» Task objective:
From the records below, please return each line that holds the word "keys".
++++ Data to use ++++
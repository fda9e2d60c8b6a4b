//! Append-only ledger records.
//!
//! Unit events are kept unaggregated so history stays reconstructible and
//! removal can target specific entries. Penalty events capture their unit
//! value at tap time and are never recomputed afterwards; undoing a tap is a
//! soft delete so the record survives for audit and re-tap logic.

use chrono::{DateTime, NaiveDate, Utc};
use serde::{Deserialize, Serialize};
use uuid::Uuid;

/// One logged batch of effort units against a habit.
#[derive(Debug, Clone, Serialize, Deserialize)]
pub struct UnitEvent {
    /// Unique identifier
    pub id: String,
    /// Habit the units were logged against
    pub habit_id: String,
    /// Number of units; reduced in place by partial removal
    pub count: u32,
    /// Day the units count toward
    pub date: NaiveDate,
    /// Wall-clock creation time; removal walks these newest-first
    pub created_at: DateTime<Utc>,
}

impl UnitEvent {
    /// Create an event with a fresh id.
    pub fn new(habit_id: impl Into<String>, count: u32, date: NaiveDate, created_at: DateTime<Utc>) -> Self {
        Self {
            id: Uuid::new_v4().to_string(),
            habit_id: habit_id.into(),
            count,
            date,
            created_at,
        }
    }
}

/// One bad-habit tap. `penalty_units` is frozen at creation: later adds or
/// removes on the same day never change it.
#[derive(Debug, Clone, Serialize, Deserialize)]
pub struct PenaltyEvent {
    /// Unique identifier
    pub id: String,
    /// Bad habit that was tapped
    pub bad_habit_id: String,
    /// Day the tap counts against
    pub date: NaiveDate,
    /// Wall-clock creation time
    pub created_at: DateTime<Utc>,
    /// Units subtracted from the day's effective total, fixed at tap time
    pub penalty_units: u32,
    /// Soft-delete flag set by undo; at most one non-undone event exists per
    /// `(bad_habit_id, date)` pair.
    pub is_undone: bool,
}

impl PenaltyEvent {
    /// Create an active event with a fresh id.
    pub fn new(
        bad_habit_id: impl Into<String>,
        date: NaiveDate,
        created_at: DateTime<Utc>,
        penalty_units: u32,
    ) -> Self {
        Self {
            id: Uuid::new_v4().to_string(),
            bad_habit_id: bad_habit_id.into(),
            date,
            created_at,
            penalty_units,
            is_undone: false,
        }
    }
}
//! Day keys, period ranges, and explicit day rollover.
//!
//! "Today" is never read implicitly inside the ledger: the host derives it
//! once per checkpoint (process resume, periodic poll) through [`DayTracker`]
//! so an undo can never straddle two calendar days.

use chrono::{DateTime, Datelike, Duration, NaiveDate, Utc};

/// Convert a wall-clock timestamp to the day key it belongs to (UTC).
pub fn day_key(ts: DateTime<Utc>) -> NaiveDate {
    ts.date_naive()
}

/// Inclusive range of day keys.
#[derive(Debug, Clone, Copy, PartialEq, Eq)]
pub struct DateRange {
    pub start: NaiveDate,
    pub end: NaiveDate,
}

impl DateRange {
    /// Whether the range contains the given day.
    pub fn contains(&self, date: NaiveDate) -> bool {
        self.start <= date && date <= self.end
    }
}

/// ISO week (Monday through Sunday) containing the given day.
pub fn week_range(date: NaiveDate) -> DateRange {
    let days_from_monday = date.weekday().num_days_from_monday() as i64;
    let start = date - Duration::days(days_from_monday);
    DateRange {
        start,
        end: start + Duration::days(6),
    }
}

/// Calendar month containing the given day.
pub fn month_range(date: NaiveDate) -> DateRange {
    let start = NaiveDate::from_ymd_opt(date.year(), date.month(), 1)
        .unwrap_or(date);
    let end = if date.month() == 12 {
        NaiveDate::from_ymd_opt(date.year() + 1, 1, 1)
    } else {
        NaiveDate::from_ymd_opt(date.year(), date.month() + 1, 1)
    }
    .map(|next| next - Duration::days(1))
    .unwrap_or(date);
    DateRange { start, end }
}

/// Calendar year containing the given day.
pub fn year_range(date: NaiveDate) -> DateRange {
    DateRange {
        start: NaiveDate::from_ymd_opt(date.year(), 1, 1).unwrap_or(date),
        end: NaiveDate::from_ymd_opt(date.year(), 12, 31).unwrap_or(date),
    }
}

/// Tracks the session's notion of "today" and detects rollover at explicit
/// checkpoints instead of running timers inside the ledger.
#[derive(Debug, Clone)]
pub struct DayTracker {
    current: NaiveDate,
}

impl DayTracker {
    /// Start tracking from the given instant.
    pub fn new(now: DateTime<Utc>) -> Self {
        Self { current: day_key(now) }
    }

    /// The day the tracker currently considers "today".
    pub fn today(&self) -> NaiveDate {
        self.current
    }

    /// Re-derive today from the clock. Returns the new day when it changed,
    /// `None` otherwise. Callers clear any in-flight undo state on `Some`.
    pub fn roll(&mut self, now: DateTime<Utc>) -> Option<NaiveDate> {
        let key = day_key(now);
        if key != self.current {
            self.current = key;
            Some(key)
        } else {
            None
        }
    }
}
++++
» Finished task:
//! Day keys, period ranges, and explicit day rollover.
/// Inclusive range of day keys.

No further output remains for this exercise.